If you’re a long-suffering Knicks fan, you understand the premise.
You understand the pain, frustration, thrill and angst you experience from rooting for the orange and blue for decades.
You remain bewildered by this team’s continued inability to guard the pick-and-roll that Indiana implements without resistance and guards so easily on defense.
You yell and curse at the television along with millions of other troubled fans who know what’s going to happen and are powerless to do anything about it.
If you’re a young Knicks fan who hasn’t fully suffered through decades of sadness, excitement, heartache, anger, joy and devastation, then Tuesday night’s Game 4 of the Eastern Conference Finals was your introduction to the club those of us of a certain age have already paid a lifetime membership to.
I have railed for years about coach Thibedeau being unable to teach the Knicks to guard the pick and roll and in this series, it’s not only evident that he continues to have no understanding of how to guard the play, but that the Pacers are using it almost every time down the floor because the Knicks are absolutely clueless on how to stop it.

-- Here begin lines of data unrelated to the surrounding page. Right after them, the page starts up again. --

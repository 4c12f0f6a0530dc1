//! pagemark CLI - per-page Markdown annotation tool

use std::fs;
use std::path::{Path, PathBuf};

use clap::{Parser, Subcommand};
use colored::Colorize;
use indicatif::{ProgressBar, ProgressStyle};

use pagemark::{FormatOptions, Formatter, PageInput};

#[derive(Parser)]
#[command(name = "pagemark")]
#[command(author = "iyulab")]
#[command(version)]
#[command(about = "Annotate extracted document pages with Markdown structure", long_about = None)]
struct Cli {
    /// Input extraction-engine JSON file
    #[arg(value_name = "FILE")]
    input: Option<PathBuf>,

    /// Output file (stdout if not specified)
    #[arg(value_name = "OUTPUT")]
    output: Option<PathBuf>,

    #[command(subcommand)]
    command: Option<Commands>,
}

#[derive(Subcommand)]
enum Commands {
    /// Annotate a page batch and write formatted JSON
    #[command(alias = "fmt")]
    Format {
        /// Input extraction-engine JSON file
        #[arg(value_name = "FILE")]
        input: PathBuf,

        /// Output file (stdout if not specified)
        #[arg(short, long, value_name = "FILE")]
        output: Option<PathBuf>,

        /// Keep inline image payloads in the output text
        #[arg(long)]
        keep_inline: bool,

        /// Process pages one at a time instead of in parallel
        #[arg(long)]
        sequential: bool,

        /// Output compact JSON
        #[arg(long)]
        compact: bool,
    },

    /// Show per-page annotation statistics
    Info {
        /// Input extraction-engine JSON file
        #[arg(value_name = "FILE")]
        input: PathBuf,
    },

    /// Show version information
    Version,
}

fn main() {
    env_logger::init();

    let cli = Cli::parse();

    let result = match cli.command {
        Some(Commands::Format {
            input,
            output,
            keep_inline,
            sequential,
            compact,
        }) => cmd_format(&input, output.as_deref(), keep_inline, sequential, compact),
        Some(Commands::Info { input }) => cmd_info(&input),
        Some(Commands::Version) => {
            cmd_version();
            Ok(())
        }
        None => {
            // Default behavior: format if input is provided
            if let Some(input) = cli.input {
                cmd_format(&input, cli.output.as_deref(), false, false, false)
            } else {
                println!("{}", "Usage: pagemark <FILE> [OUTPUT]".yellow());
                println!("       pagemark --help for more information");
                Ok(())
            }
        }
    };

    if let Err(e) = result {
        eprintln!("{}: {}", "Error".red().bold(), e);
        std::process::exit(1);
    }
}

/// Check that the input exists and is an extraction-engine JSON file.
fn check_input(input: &Path) -> Result<(), Box<dyn std::error::Error>> {
    if !input.is_file() {
        return Err(format!("input file does not exist: {}", input.display()).into());
    }
    let is_json = input
        .extension()
        .map(|ext| ext.eq_ignore_ascii_case("json"))
        .unwrap_or(false);
    if !is_json {
        return Err(format!("input file is not JSON: {}", input.display()).into());
    }
    Ok(())
}

fn read_batch(input: &Path) -> Result<Vec<PageInput>, Box<dyn std::error::Error>> {
    check_input(input)?;
    let json = fs::read_to_string(input)?;
    Ok(PageInput::batch_from_json(&json)?)
}

fn cmd_format(
    input: &Path,
    output: Option<&Path>,
    keep_inline: bool,
    sequential: bool,
    compact: bool,
) -> Result<(), Box<dyn std::error::Error>> {
    let pages = read_batch(input)?;
    log::info!("formatting {} pages from {}", pages.len(), input.display());

    let mut options = FormatOptions::new();
    if keep_inline {
        options = options.keep_images_inline();
    }
    if sequential {
        options = options.sequential();
    }
    let formatter = Formatter::with_options(options)?;

    let pb = ProgressBar::new(pages.len() as u64);
    pb.set_style(
        ProgressStyle::default_bar()
            .template("{spinner:.green} [{bar:40.cyan/blue}] {pos}/{len} {msg}")
            .unwrap()
            .progress_chars("#>-"),
    );
    pb.set_message("Annotating pages...");

    let formatted = if sequential {
        // Page-at-a-time keeps the bar honest in sequential mode.
        pagemark::validate_batch(&pages)?;
        let mut formatted = Vec::with_capacity(pages.len());
        for page in &pages {
            formatted.push(formatter.format_page(page)?);
            pb.inc(1);
        }
        formatted
    } else {
        let formatted = formatter.format_batch(&pages)?;
        pb.inc(pages.len() as u64);
        formatted
    };
    pb.finish_with_message("Done!");

    let json = if compact {
        serde_json::to_string(&formatted)?
    } else {
        serde_json::to_string_pretty(&formatted)?
    };

    if let Some(path) = output {
        fs::write(path, &json)?;
        println!("{} {}", "Saved to".green(), path.display());
    } else {
        println!("{}", json);
    }

    Ok(())
}

fn cmd_info(input: &Path) -> Result<(), Box<dyn std::error::Error>> {
    let pages = read_batch(input)?;
    let formatter = Formatter::new()?;
    let formatted = formatter.format_batch(&pages)?;

    println!("{}", "Batch Information".cyan().bold());
    println!("{}", "─".repeat(40).dimmed());
    println!("{}: {}", "File".bold(), input.display());
    println!("{}: {}", "Pages".bold(), formatted.len());

    for page in &formatted {
        println!();
        println!(
            "{} {} {}",
            "Page".cyan().bold(),
            page.metadata.page_number,
            format!("of {}", page.metadata.page_count).dimmed()
        );
        println!("{}: {}", "Characters".bold(), page.metadata.text_length);
        println!("{}: {}", "Tokens".bold(), page.tokens);
        println!(
            "{}: {}",
            "Language".bold(),
            page.language.as_deref().unwrap_or("unknown")
        );
        println!("{}: {}", "Titles".bold(), page.elements.titles.len());
        println!("{}: {}", "Lists".bold(), page.elements.lists.len());
        println!("{}: {}", "Links".bold(), page.elements.links.len());
        println!(
            "{}: {} ({} with content)",
            "Tables".bold(),
            page.elements.tables.len(),
            page.elements.tables.iter().filter(|t| t.has_content()).count()
        );
        println!(
            "{}: {} ({} with payload)",
            "Images".bold(),
            page.elements.images.len(),
            page.elements.images.iter().filter(|i| i.has_payload()).count()
        );
    }

    Ok(())
}

fn cmd_version() {
    println!(
        "{} {}",
        "pagemark".cyan().bold(),
        env!("CARGO_PKG_VERSION")
    );
}
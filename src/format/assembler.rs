//! Per-page assembly: the join point of the annotation pipeline.

use crate::detect::LanguageDetector;
use crate::error::{Error, Result};
use crate::model::{FormattedPage, PageElements, PageInput, PageMetadata};
use crate::scan::{ImageScanner, MarkdownScanner, TableScanner};
use crate::token::TokenCounter;

use super::FormatOptions;

/// Joins scanner output, table/image reconciliation, and the derived
/// signals into one [`FormattedPage`].
///
/// Stateless across pages: every call builds a fresh result from one
/// immutable input, so pages can be assembled concurrently.
pub(crate) struct PageAssembler<'a> {
    pub markdown: &'a MarkdownScanner,
    pub tables: &'a TableScanner,
    pub images: &'a ImageScanner,
    pub token_counter: &'a dyn TokenCounter,
    pub language_detector: &'a dyn LanguageDetector,
    pub options: &'a FormatOptions,
}

impl PageAssembler<'_> {
    /// Assemble one page, wrapping any failure with page context.
    pub fn assemble(&self, input: &PageInput) -> Result<FormattedPage> {
        self.assemble_inner(input)
            .map_err(|e| e.on_page(&input.source_path, input.page_number))
    }

    fn assemble_inner(&self, input: &PageInput) -> Result<FormattedPage> {
        let markdown = self.markdown.scan(&input.text);
        let tables = self.tables.reconcile(&input.text, &input.tables);

        // The image pass may rewrite the text; everything measured below
        // must see the rewritten instance.
        let (images, text) =
            self.images
                .reconcile(&input.text, &input.images, self.options.image_mode);

        let tokens = self
            .token_counter
            .count(&text)
            .map_err(|e| Error::Assembly(format!("token counting failed: {e}")))?;

        let language = if text.trim().is_empty() {
            None
        } else {
            match self.language_detector.identify(&text) {
                Ok(code) => Some(code),
                Err(e) => {
                    log::warn!(
                        "language detection failed on page {} of '{}': {}",
                        input.page_number,
                        input.source_path.display(),
                        e
                    );
                    None
                }
            }
        };

        Ok(FormattedPage {
            metadata: PageMetadata {
                source_path: input.source_path.clone(),
                page_number: input.page_number,
                page_count: input.page_count,
                text_length: text.chars().count(),
            },
            elements: PageElements {
                tables,
                images,
                titles: markdown.titles,
                lists: markdown.lists,
                links: markdown.links,
            },
            text,
            tokens,
            language,
        })
    }
}
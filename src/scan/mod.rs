//! Textual detectors that re-discover page elements inside raw text.
//!
//! The upstream extraction engine reports tables and images by geometry
//! only; this module locates the corresponding Markdown blocks and inline
//! payloads by pattern matching, then pairs the two representations
//! positionally. Titles, lists, and links have no structural counterpart
//! and are scanned directly.

mod image;
mod markdown;
mod table;

pub use image::{content_hash, ImageMode, ImageScanner};
pub use markdown::{MarkdownElements, MarkdownScanner};
pub use table::TableScanner;

/// Pair structurally detected elements with textual matches by position.
///
/// The i-th structural entry receives the i-th textual match, or `None`
/// when fewer textual matches exist; extra textual matches are discarded.
/// The two lists come from independent detectors with no shared key, so
/// mismatched ordering misassigns content — an accepted limitation of
/// positional pairing. All pairing in this crate goes through this one
/// function so a keyed strategy (e.g., geometry overlap) could replace it
/// without touching callers.
pub fn pair_by_position<S, T, O>(
    structural: &[S],
    textual: Vec<T>,
    mut enrich: impl FnMut(&S, Option<T>) -> O,
) -> Vec<O> {
    let mut textual = textual.into_iter();
    structural.iter().map(|s| enrich(s, textual.next())).collect()
}
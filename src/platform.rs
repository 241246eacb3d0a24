// Copyright 2025 The Trek Authors
//
// Use of this source code is governed by a MIT-style
// license that can be found in the LICENSE file or at
// https://opensource.org/licenses/MIT

//! Platform callback surface
//!
//! The VM core is platform-agnostic; the platform layer supplies the few
//! services it cannot provide itself. Randomness arrives through
//! [`EntropySource`], which the address-space manager uses to randomize
//! placement when ASLR is enabled.

/// Provider of platform randomness.
///
/// Implementations fill the buffer with bytes from the platform RNG. The
/// quality requirement is set by the caller; placement randomization wants
/// unpredictability, not cryptographic strength.
pub trait EntropySource: Sync {
    /// Fill `buf` with random bytes.
    fn fill_bytes(&self, buf: &mut [u8]);
}
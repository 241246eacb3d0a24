// Copyright 2025 The Trek Authors
//
// Use of this source code is governed by a MIT-style
// license that can be found in the LICENSE file or at
// https://opensource.org/licenses/MIT

//! VM diagnostics
//!
//! Dump helpers for arenas, address spaces, and regions, plus the `pmm` and
//! `vmm` console commands for poking the allocators from the kernel shell.
//! Commands return 0 on success and a negative status on failure. Pages
//! allocated through the console are parked on console-local lists until
//! `free_alloced`.

use alloc::sync::Arc;
use spin::Mutex;

use crate::trek::{PAddr, Status, VAddr};

use super::aspace::{Aspace, Vmm};
use super::page::PageList;
use super::pmm::{AllocFlags, Pmm};
use super::{AspaceFlags, MmuFlags, VmmFlags};

/// Dump every arena of `pmm`: header, counters, and free ranges.
pub fn dump_pmm(pmm: &Pmm) {
    pmm.with_state(|state| {
        for arena in state.arenas() {
            log::info!(
                "arena '{}': base {:#x} size {:#x} priority {} flags {:?}",
                arena.name(),
                arena.base(),
                arena.size(),
                arena.priority(),
                arena.flags()
            );
            log::info!(
                "  free_count {} ({} on list) reserved_count {}",
                arena.free_count(),
                arena.free_list_len(),
                arena.reserved_count()
            );

            let mut run_start: Option<usize> = None;
            for i in 0..arena.page_count() {
                if arena.page(i).is_free() {
                    run_start.get_or_insert(i);
                    continue;
                }
                if let Some(start) = run_start.take() {
                    log::info!(
                        "  free range {:#x} - {:#x}",
                        arena.paddr_of(start),
                        arena.paddr_of(i)
                    );
                }
            }
            if let Some(start) = run_start {
                log::info!(
                    "  free range {:#x} - {:#x}",
                    arena.paddr_of(start),
                    arena.base() + arena.size() as PAddr
                );
            }
        }
    });
}

/// Dump an address space and its regions.
pub fn dump_aspace(vmm: &Vmm, aspace: &Aspace) {
    log::info!(
        "aspace '{}': range {:#x} - {:#x} size {:#x} flags {:?}",
        aspace.name(),
        aspace.base(),
        aspace.base() + (aspace.size() - 1),
        aspace.size(),
        aspace.flags()
    );
    for region in vmm.regions_of(aspace) {
        log::info!(
            "  region '{}': range {:#x} - {:#x} size {:#x} flags {:?} mmu_flags {:?}",
            region.name,
            region.base,
            region.base + (region.size - 1),
            region.size,
            region.flags,
            region.arch_mmu_flags
        );
    }
}

fn parse_num(arg: &str) -> Option<u64> {
    if let Some(hex) = arg.strip_prefix("0x") {
        u64::from_str_radix(hex, 16).ok()
    } else {
        arg.parse().ok()
    }
}

/// The `pmm` console command.
pub struct PmmConsole {
    pmm: Arc<Pmm>,
    allocated: Mutex<PageList>,
}

impl PmmConsole {
    pub fn new(pmm: Arc<Pmm>) -> Self {
        Self {
            pmm,
            allocated: Mutex::new(PageList::new()),
        }
    }

    fn usage(&self) -> Status {
        log::info!("usage:");
        log::info!("pmm arenas");
        log::info!("pmm alloc <count>");
        log::info!("pmm alloc_range <address> <count>");
        log::info!("pmm alloc_kpages <count>");
        log::info!("pmm alloc_contig <count> <alignment_log2>");
        log::info!("pmm dump_alloced");
        log::info!("pmm free_alloced");
        crate::trek::Error::Generic.to_status()
    }

    pub fn run(&self, args: &[&str]) -> Status {
        match args {
            ["arenas"] => {
                dump_pmm(&self.pmm);
                0
            }
            ["alloc", count] => {
                let Some(count) = parse_num(count) else {
                    return self.usage();
                };
                let mut list = PageList::new();
                match self
                    .pmm
                    .alloc_pages(count as usize, AllocFlags::empty(), 0, &mut list)
                {
                    Ok(()) => {
                        log::info!("allocated {} pages", list.len());
                        self.allocated.lock().append(&mut list);
                        0
                    }
                    Err(e) => e.to_status(),
                }
            }
            ["alloc_range", address, count] => {
                let (Some(address), Some(count)) = (parse_num(address), parse_num(count)) else {
                    return self.usage();
                };
                let mut list = PageList::new();
                let claimed = self.pmm.alloc_range(address, count as usize, &mut list);
                log::info!("alloc_range claimed {} pages", claimed);
                for pa in list.iter() {
                    log::info!("  page {:#x}", pa);
                }
                self.allocated.lock().append(&mut list);
                0
            }
            ["alloc_kpages", count] => {
                let Some(count) = parse_num(count) else {
                    return self.usage();
                };
                let mut list = PageList::new();
                match self.pmm.alloc_kpages(count as usize, &mut list) {
                    Ok(va) => {
                        log::info!("alloc_kpages returns {:#x}", va);
                        self.allocated.lock().append(&mut list);
                        0
                    }
                    Err(e) => e.to_status(),
                }
            }
            ["alloc_contig", count, align] => {
                let (Some(count), Some(align)) = (parse_num(count), parse_num(align)) else {
                    return self.usage();
                };
                let mut list = PageList::new();
                match self
                    .pmm
                    .alloc_contiguous(count as usize, align as u8, &mut list)
                {
                    Ok(pa) => {
                        log::info!("alloc_contig returns {:#x}", pa);
                        self.allocated.lock().append(&mut list);
                        0
                    }
                    Err(e) => e.to_status(),
                }
            }
            ["dump_alloced"] => {
                for pa in self.allocated.lock().iter() {
                    log::info!("page {:#x} flags {:?}", pa, self.pmm.page_flags(pa));
                }
                0
            }
            ["free_alloced"] => {
                let mut list = self.allocated.lock();
                let freed = self.pmm.free(&mut list);
                log::info!("freed {} pages", freed);
                0
            }
            _ => self.usage(),
        }
    }
}

/// The `vmm` console command. Operations target the console's test aspace,
/// falling back to the kernel aspace.
pub struct VmmConsole<'a> {
    vmm: &'a Vmm,
    test_aspace: Mutex<Option<Arc<Aspace>>>,
}

impl<'a> VmmConsole<'a> {
    pub fn new(vmm: &'a Vmm) -> Self {
        Self {
            vmm,
            test_aspace: Mutex::new(None),
        }
    }

    fn usage(&self) -> Status {
        log::info!("usage:");
        log::info!("vmm aspaces");
        log::info!("vmm alloc <size> <align_log2>");
        log::info!("vmm alloc_physical <paddr> <size> <align_log2>");
        log::info!("vmm alloc_contig <size> <align_log2>");
        log::info!("vmm free_region <address>");
        log::info!("vmm create_test_aspace");
        log::info!("vmm free_test_aspace");
        crate::trek::Error::Generic.to_status()
    }

    fn target(&self) -> Option<Arc<Aspace>> {
        self.test_aspace
            .lock()
            .clone()
            .or_else(|| self.vmm.kernel_aspace().cloned())
    }

    pub fn run(&self, args: &[&str]) -> Status {
        match args {
            ["aspaces"] => {
                for aspace in self.vmm.aspaces() {
                    dump_aspace(self.vmm, &aspace);
                }
                0
            }
            ["alloc", size, align] => {
                let (Some(size), Some(align)) = (parse_num(size), parse_num(align)) else {
                    return self.usage();
                };
                let Some(aspace) = self.target() else {
                    return crate::trek::Error::InvalidArgs.to_status();
                };
                match self.vmm.alloc(
                    &aspace,
                    "alloc test",
                    size as usize,
                    None,
                    align as u8,
                    VmmFlags::empty(),
                    MmuFlags::CACHED,
                ) {
                    Ok(va) => {
                        log::info!("vmm alloc returns {:#x}", va);
                        0
                    }
                    Err(e) => e.to_status(),
                }
            }
            ["alloc_physical", paddr, size, align] => {
                let (Some(paddr), Some(size), Some(align)) =
                    (parse_num(paddr), parse_num(size), parse_num(align))
                else {
                    return self.usage();
                };
                let Some(aspace) = self.target() else {
                    return crate::trek::Error::InvalidArgs.to_status();
                };
                match self.vmm.alloc_physical(
                    &aspace,
                    "physical test",
                    size as usize,
                    None,
                    align as u8,
                    &[paddr],
                    VmmFlags::empty(),
                    MmuFlags::UNCACHED_DEVICE,
                ) {
                    Ok(va) => {
                        log::info!("vmm alloc_physical returns {:#x}", va);
                        0
                    }
                    Err(e) => e.to_status(),
                }
            }
            ["alloc_contig", size, align] => {
                let (Some(size), Some(align)) = (parse_num(size), parse_num(align)) else {
                    return self.usage();
                };
                let Some(aspace) = self.target() else {
                    return crate::trek::Error::InvalidArgs.to_status();
                };
                match self.vmm.alloc_contiguous(
                    &aspace,
                    "contig test",
                    size as usize,
                    None,
                    align as u8,
                    VmmFlags::empty(),
                    MmuFlags::CACHED,
                ) {
                    Ok(va) => {
                        log::info!("vmm alloc_contig returns {:#x}", va);
                        0
                    }
                    Err(e) => e.to_status(),
                }
            }
            ["free_region", address] => {
                let Some(address) = parse_num(address) else {
                    return self.usage();
                };
                let Some(aspace) = self.target() else {
                    return crate::trek::Error::InvalidArgs.to_status();
                };
                match self.vmm.free_region(&aspace, address as VAddr) {
                    Ok(()) => 0,
                    Err(e) => e.to_status(),
                }
            }
            ["create_test_aspace"] => {
                match self.vmm.create_aspace("test", AspaceFlags::empty()) {
                    Ok(aspace) => {
                        log::info!("created test aspace at {:#x}", aspace.base());
                        *self.test_aspace.lock() = Some(aspace);
                        0
                    }
                    Err(e) => e.to_status(),
                }
            }
            ["free_test_aspace"] => {
                let Some(aspace) = self.test_aspace.lock().take() else {
                    return crate::trek::Error::NotFound.to_status();
                };
                match self.vmm.free_aspace(&aspace) {
                    Ok(()) => 0,
                    Err(e) => e.to_status(),
                }
            }
            _ => self.usage(),
        }
    }
}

Despite this failure, the Knicks, as they have during the entire 2024-25 playoffs, rallied to close the deficit and briefly take the lead.
They did this in the second quarter before relinquishing the short-term lease on the lead they had fought for thanks to miscommunication and timely threes from the Pacers.
Another issue for fans is the franchise’s habit of allowing struggling players to morph into All-Stars in crucial games.
In Game 4, that player was Bennedict Mathurin. Before Tuesday night, Mathurin had scored 11 points total in the series’s three games. So in the pivotal Game 4, New York, of course, let him explode for 20 points, including 10 points from the free throw line.
In a nine-point loss, Mathurin’s 20 points essentially gave the Pacers the win.
The Knicks also have a history of enabling a villain to emerge and flourish. From the Celtics in the 80s, to Michael Jordan, Tim Hardaway and of course, Reggie Miller, the Knicks always allow one player to carve out a special role as the “Knick killer”, one who snatches their heart in big games.
The new villain is All-Star guard Tyrese Haliburton.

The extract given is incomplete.